One of the things I really like about this story — and this episode is a great one for showing it off — is the design of the uniforms. I’m not talking just about the uniforms for the SSS, but the ones worn by everyone across the story. There’s a great continuity of design where you really feel that these characters all belong to the same world, and that’s brilliant.

The SSS uniforms are the cream of the crop, of course, and there’s something oddly beautiful about them. I’ve always thought that if I were to ever turn my hand to cosplay, then this is the outfit I’d want to recreate. Indeed a few years ago I tried to track down some of the original designs to make my own, but sadly there’s none surviving.

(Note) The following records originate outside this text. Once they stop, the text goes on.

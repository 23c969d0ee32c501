//! WebSocket handler for real-time event streaming.
//!
//! The `/ws` endpoint upgrades an HTTP connection to a WebSocket. Once
//! connected, the handler:
//!
//! - **Registers with the hub:** `connect()` issues an opaque subscriber id
//!   and a private event channel; every hub broadcast arrives there and is
//!   forwarded to the client as a JSON text frame.
//! - **Confirms the connection:** the first frame the client sees is
//!   `{"type":"connection_established"}`.
//! - **Answers the client:** `{"type":"ping"}` gets `{"type":"pong"}`; any
//!   other text frame is echoed back as `{"type":"echo","message":...}`.
//!
//! Teardown always funnels through `hub.disconnect(id)`, whether the client
//! closed cleanly, the transport failed, or the hub pruned us first.

use axum::extract::ws::{Message, WebSocket, WebSocketUpgrade};
use axum::extract::State;
use axum::response::IntoResponse;
use futures_util::{SinkExt, StreamExt};

use station_core::hub::Subscription;

use crate::state::AppState;

/// Incoming command from a WebSocket client.
///
/// Anything that does not parse as a command is treated as plain text and
/// echoed, matching the hub's original wire protocol.
#[derive(Debug, serde::Deserialize)]
#[serde(tag = "type", rename_all = "snake_case")]
enum WsCommand {
    /// Keep-alive ping. Server responds with `{"type":"pong"}`.
    Ping,
}

/// Upgrade an HTTP request to a WebSocket subscription. Mounted at `/ws`.
pub async fn ws_handler(ws: WebSocketUpgrade, State(state): State<AppState>) -> impl IntoResponse {
    ws.on_upgrade(move |socket| handle_ws_connection(socket, state))
}

/// Core WebSocket connection handler.
///
/// Uses `tokio::select!` to multiplex between hub events and incoming
/// client frames, keeping both directions in a single task.
async fn handle_ws_connection(socket: WebSocket, state: AppState) {
    let (mut ws_sender, mut ws_receiver) = socket.split();
    let Subscription { id, mut receiver } = state.hub.connect().await;

    let hello = serde_json::json!({
        "type": "connection_established",
        "subscriber": id.to_string(),
    });
    if ws_sender
        .send(Message::Text(hello.to_string().into()))
        .await
        .is_err()
    {
        state.hub.disconnect(id).await;
        return;
    }

    loop {
        tokio::select! {
            // --- Branch 1: Forward hub events to the client ---
            event = receiver.recv() => {
                match event {
                    Some(event) => match serde_json::to_string(&event) {
                        Ok(json) => {
                            if ws_sender.send(Message::Text(json.into())).await.is_err() {
                                // Client disconnected
                                break;
                            }
                        }
                        Err(err) => {
                            tracing::warn!("Failed to serialize StationEvent: {err}");
                        }
                    },
                    // The hub dropped our sender (we were pruned as stale).
                    None => break,
                }
            }

            // --- Branch 2: Process frames from the client ---
            msg_result = ws_receiver.next() => {
                match msg_result {
                    Some(Ok(Message::Text(text))) => {
                        process_frame(&text, &mut ws_sender).await;
                    }
                    Some(Ok(Message::Close(_))) | None => {
                        // Client disconnected
                        break;
                    }
                    Some(Err(err)) => {
                        tracing::debug!("WebSocket receive error: {err}");
                        break;
                    }
                    // Ignore binary, ping, pong protocol frames (handled by axum/tungstenite)
                    Some(Ok(_)) => {}
                }
            }
        }
    }

    state.hub.disconnect(id).await;
    tracing::debug!(subscriber = %id, "WebSocket connection closed");
}

/// Answer a single text frame from the client.
async fn process_frame(
    text: &str,
    ws_sender: &mut (impl SinkExt<Message, Error = axum::Error> + Unpin),
) {
    match serde_json::from_str::<WsCommand>(text) {
        Ok(WsCommand::Ping) => {
            let pong = r#"{"type":"pong"}"#;
            if ws_sender.send(Message::Text(pong.into())).await.is_err() {
                tracing::debug!("Failed to send pong (client disconnecting)");
            }
        }
        Err(_) => {
            // Not a command: echo it back verbatim.
            let echo = serde_json::json!({ "type": "echo", "message": text });
            if ws_sender
                .send(Message::Text(echo.to_string().into()))
                .await
                .is_err()
            {
                tracing::debug!("Failed to send echo (client disconnecting)");
            }
        }
    }
}
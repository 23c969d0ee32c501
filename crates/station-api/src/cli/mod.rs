//! CLI command definitions for the `station` binary.
//!
//! Uses clap derive macros for argument parsing. Environment variable
//! fallbacks mirror the hub's original deployment knobs
//! (`STATION_DATA_FILE`, `STATION_PING_INTERVAL_SECONDS`).

pub mod agents;

use std::path::PathBuf;

use clap::{Parser, Subcommand};
use clap_complete::Shell;

/// Agent service-discovery and liveness hub.
#[derive(Parser)]
#[command(name = "station", version, about, long_about = None)]
#[command(propagate_version = true)]
pub struct Cli {
    /// Output machine-readable JSON instead of styled text.
    #[arg(long, global = true)]
    pub json: bool,

    /// Suppress all output except errors.
    #[arg(long, global = true)]
    pub quiet: bool,

    /// Detailed output (-v for verbose, -vv for debug/trace).
    #[arg(short, long, action = clap::ArgAction::Count, global = true)]
    pub verbose: u8,

    #[command(subcommand)]
    pub command: Commands,
}

#[derive(Subcommand)]
pub enum Commands {
    /// Run the hub: HTTP API, WebSocket fan-out, and the liveness monitor.
    Serve {
        /// Bind address.
        #[arg(long, env = "STATION_HOST")]
        host: Option<String>,

        /// Bind port.
        #[arg(long, env = "STATION_PORT")]
        port: Option<u16>,

        /// Agent registry file.
        #[arg(long, env = "STATION_DATA_FILE")]
        data_file: Option<PathBuf>,

        /// Seconds between liveness sweeps.
        #[arg(long, env = "STATION_PING_INTERVAL_SECONDS")]
        ping_interval: Option<u64>,

        /// Per-probe timeout in seconds.
        #[arg(long, env = "STATION_PROBE_TIMEOUT_SECONDS")]
        probe_timeout: Option<u64>,

        /// TOML config file (CLI flags and env vars take precedence).
        #[arg(long, default_value = "station.toml")]
        config: PathBuf,

        /// Bridge tracing spans to OpenTelemetry (stdout exporter).
        #[arg(long)]
        otel: bool,
    },

    /// List registered agents straight from the data file.
    Agents {
        /// Filter by status: active|inactive.
        #[arg(long)]
        status: Option<String>,

        /// Agent registry file.
        #[arg(long, env = "STATION_DATA_FILE")]
        data_file: Option<PathBuf>,
    },

    /// Generate shell completions.
    Completions {
        /// Shell to generate completions for.
        shell: Shell,
    },
}
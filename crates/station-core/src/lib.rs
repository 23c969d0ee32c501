//! Business logic and repository trait definitions for Station.
//!
//! This crate defines the "ports" (store traits) that the infrastructure
//! layer implements, plus the three coordinated pieces of the hub: the
//! notification hub, the liveness monitor, and the chat service. It depends
//! only on `station-types` -- never on `station-infra` or any IO crate.

pub mod chat;
pub mod hub;
pub mod liveness;
pub mod repository;
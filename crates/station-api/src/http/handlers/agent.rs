//! Agent registry handlers.

use axum::extract::{Query, State};
use axum::Json;
use serde::{Deserialize, Serialize};

use station_core::repository::agent::AgentStore;
use station_types::agent::{Agent, AgentStatus, RegisterAgentRequest};

use crate::http::error::AppError;
use crate::state::AppState;

#[derive(Debug, Deserialize)]
pub struct AgentListQuery {
    /// Filter by status: active|inactive. Unknown values are ignored.
    pub status: Option<String>,
}

#[derive(Debug, Serialize)]
pub struct AgentListResponse {
    pub agents: Vec<Agent>,
}

/// GET /agents - Snapshot of all registered agents.
pub async fn list_agents(
    State(state): State<AppState>,
    Query(query): Query<AgentListQuery>,
) -> Result<Json<AgentListResponse>, AppError> {
    let mut agents = state.store.list().await?;

    if let Some(status) = query.status.as_deref().and_then(|s| s.parse::<AgentStatus>().ok()) {
        agents.retain(|a| a.status == status);
    }

    Ok(Json(AgentListResponse { agents }))
}

/// POST /agent - Register (or re-register) an agent.
///
/// A fresh registration starts inactive with no last-seen time; an existing
/// id keeps its current liveness state and only refreshes name/endpoint.
pub async fn register_agent(
    State(state): State<AppState>,
    Json(body): Json<RegisterAgentRequest>,
) -> Result<Json<Agent>, AppError> {
    body.validate()?;

    let stored = state
        .store
        .upsert(Agent::new(body.id, body.name, body.endpoint))
        .await?;

    tracing::info!(agent_id = %stored.id, endpoint = %stored.endpoint, "agent registered");
    Ok(Json(stored))
}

They clearly can be recreated brilliantly, though, as evidenced on the covers for the upcoming Dalek Universe series from Big Finish. I’m amazed that the design hasn’t turned up in the new series before now, too, as I think they’d look really stylish back on screen.

Then there’s the design of the other ‘human’ characters in the story — from Mavic Chen all the way down. That they’re wearing Tabards shouldn’t really work… but it sort of does. I like that Chen is the only one who gets an all white look, complete with his ‘Guardian of the Solar System’ logo on the front, but I love that his second in command gets a half logo on an all-black version of the same costume. I assume there’s probably another character in one of the missing episodes who has the reverse, with the right side of the pattern on his costume. When my son was born a friend sent a babygrow emblazoned with the Mavic Chen logo on the front, and I greatly enjoyed telling him that he’d grow up to outwit the Daleks one day.

Who knows, he might!

The scientists get their own take on the same basic look, complete with thier own ‘science’ logo on the chest. I don’t think I’d ever really noticed their costumes before, but I found myself oddly drawn to them today. It really does feel like all these people inhabit the same world, and I like that.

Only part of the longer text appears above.